Atlanta Fed Business Inflation Expectations was at 1.9% for the year.

Quarterly Services Survey revealed an unrevised 4.9% Q3 year-over-year gain in the aggregate selected services measure. For the larger components, analysts saw a firm 6.6% year-over-year gain in the finance and insurance component, but a lean 4.4% year-over-year rise for the healthcare and social assistance component.

Analysts still expect a Q3 GDP growth boost to 2.2% from 2.1%, with a -$1 billion trimming for service consumption and no revision for intellectual property rights.

Market Sentiment – The Fed left policy unchanged, as expect with the funds rate target at 1.50%-1.75%. The Fed said the current stance of policy is appropriate, and that the Fed will continue to monitor upcoming information to assess the appropriate path of policy.

That suggests policy is on hold for the foreseeable future until there is a material change in the outlook, as indicated by Chair Powell in October.

Meanwhile, the estimates took out the hike from 2020.

The policy statement was largely a reiteration of October’s, noting the labor market remains strong and economic activity has been rising at modest rate. Inflation and inflation expectations remain low. The vote was a unanimous 10-0.

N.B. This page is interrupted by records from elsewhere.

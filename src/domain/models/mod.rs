//! 领域实体
//!
//! Project 独占其 Environment，Environment 独占其 Variable，不存在跨项目引用。

pub mod project;
pub mod variable;

pub use project::{Project, validate_env_name, validate_project_name};
pub use variable::{
    Environment, Variable, VariableMap, validate_variable_key, validate_variable_value,
};
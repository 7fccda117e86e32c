//! In-memory cache for the daily rate table.
//!
//! The feed publishes once a day, so one shared table behind a `RwLock`
//! is all the caching this service needs. A failed refresh keeps serving
//! the previous table; only a never-loaded cache is a hard error.

use std::sync::Arc;
use std::time::{Duration, Instant};

use tokio::sync::RwLock;

use crate::core::error::{AppError, AppResult};
use crate::core::{config, metrics};
use crate::rates::feed;
use crate::rates::table::RateTable;

struct CachedTable {
    table: Arc<RateTable>,
    fetched_at: Instant,
}

/// Shared rate-table cache with TTL-based refresh.
pub struct RateCache {
    inner: RwLock<Option<CachedTable>>,
    feed_url: String,
    stale_after: Duration,
}

impl RateCache {
    pub fn new(feed_url: impl Into<String>) -> Self {
        Self::with_ttl(feed_url, config::rates::stale_after())
    }

    pub fn with_ttl(feed_url: impl Into<String>, stale_after: Duration) -> Self {
        Self {
            inner: RwLock::new(None),
            feed_url: feed_url.into(),
            stale_after,
        }
    }

    /// Returns the cached table regardless of freshness, if one was ever loaded.
    pub async fn current(&self) -> Option<Arc<RateTable>> {
        let guard = self.inner.read().await;
        guard.as_ref().map(|c| Arc::clone(&c.table))
    }

    /// Fetches the feed and replaces the cached table.
    pub async fn refresh(&self) -> AppResult<Arc<RateTable>> {
        let table = Arc::new(feed::fetch_rate_table(&self.feed_url, None).await?);
        metrics::RATES_LOADED.set(table.len() as i64);

        let mut guard = self.inner.write().await;
        *guard = Some(CachedTable {
            table: Arc::clone(&table),
            fetched_at: Instant::now(),
        });
        Ok(table)
    }

    /// Returns a fresh table, refreshing if the cached one is stale or missing.
    ///
    /// When the refresh fails but a stale table exists, the stale table is
    /// returned and the failure is logged.
    pub async fn get_or_refresh(&self) -> AppResult<Arc<RateTable>> {
        {
            let guard = self.inner.read().await;
            if let Some(cached) = guard.as_ref() {
                if cached.fetched_at.elapsed() < self.stale_after {
                    return Ok(Arc::clone(&cached.table));
                }
            }
        }

        match self.refresh().await {
            Ok(table) => Ok(table),
            Err(e) => {
                if let Some(stale) = self.current().await {
                    log::error!("Rates refresh failed, serving stale table from {}: {}", stale.date, e);
                    Ok(stale)
                } else {
                    Err(e)
                }
            }
        }
    }

    /// Installs a table directly, bypassing the feed. Used by tests and by
    /// the one-shot CLI fetch path.
    pub async fn prime(&self, table: RateTable) {
        metrics::RATES_LOADED.set(table.len() as i64);
        let mut guard = self.inner.write().await;
        *guard = Some(CachedTable {
            table: Arc::new(table),
            fetched_at: Instant::now(),
        });
    }

    /// Spawns the periodic background refresh.
    pub fn spawn_refresh_task(self: Arc<Self>, every: Duration) {
        tokio::spawn(async move {
            let mut interval = tokio::time::interval(every);
            loop {
                interval.tick().await;
                match self.refresh().await {
                    Ok(table) => log::info!("Rate table refreshed ({} currencies, {})", table.len(), table.date),
                    Err(e) => log::error!("Background rate refresh failed: {}", e),
                }
            }
        });
    }

    /// Hard error used by callers that need a table right now.
    pub fn no_table_error() -> AppError {
        AppError::Feed("rate table not loaded yet".to_string())
    }
}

The Fed’s forecast revisions showed a surprising downshift in 2019 GDP forecasts but boosts for future years, alongside the expected trimming for the PCE chain price estimates and downward tweaks in most of the jobless rate forecasts that reflect recent tight labor market data.

The dot plot forecasts were lowered to reflect consensus forecasts of no policy change from the current 1.625% rate through 2020, though four policymakers expect one rate hike in 2020.

Policymakers expect a rate climb past 2020, though with levels that are ratcheted down to reflect the October rate cut.

The Fed’s GDP central tendency for 2019 Q4/Q4 GDP growth was lowered to 2.1%-2.2%. The Fed’s chain price central tendencies were lowered to 1.4%-1.5% for the headline and 1.6%-1.7% for the core.

The 2019 jobless rate central tendency was lowered to 3.5%-3.6%. Analysts saw downward revisions in the low-end long-run assumptions for both the Fed funds rate and the jobless rate, as the Fed is increasingly associating a lower neutral rate and a larger Fed portfolio with a lower noninflationary jobless rate.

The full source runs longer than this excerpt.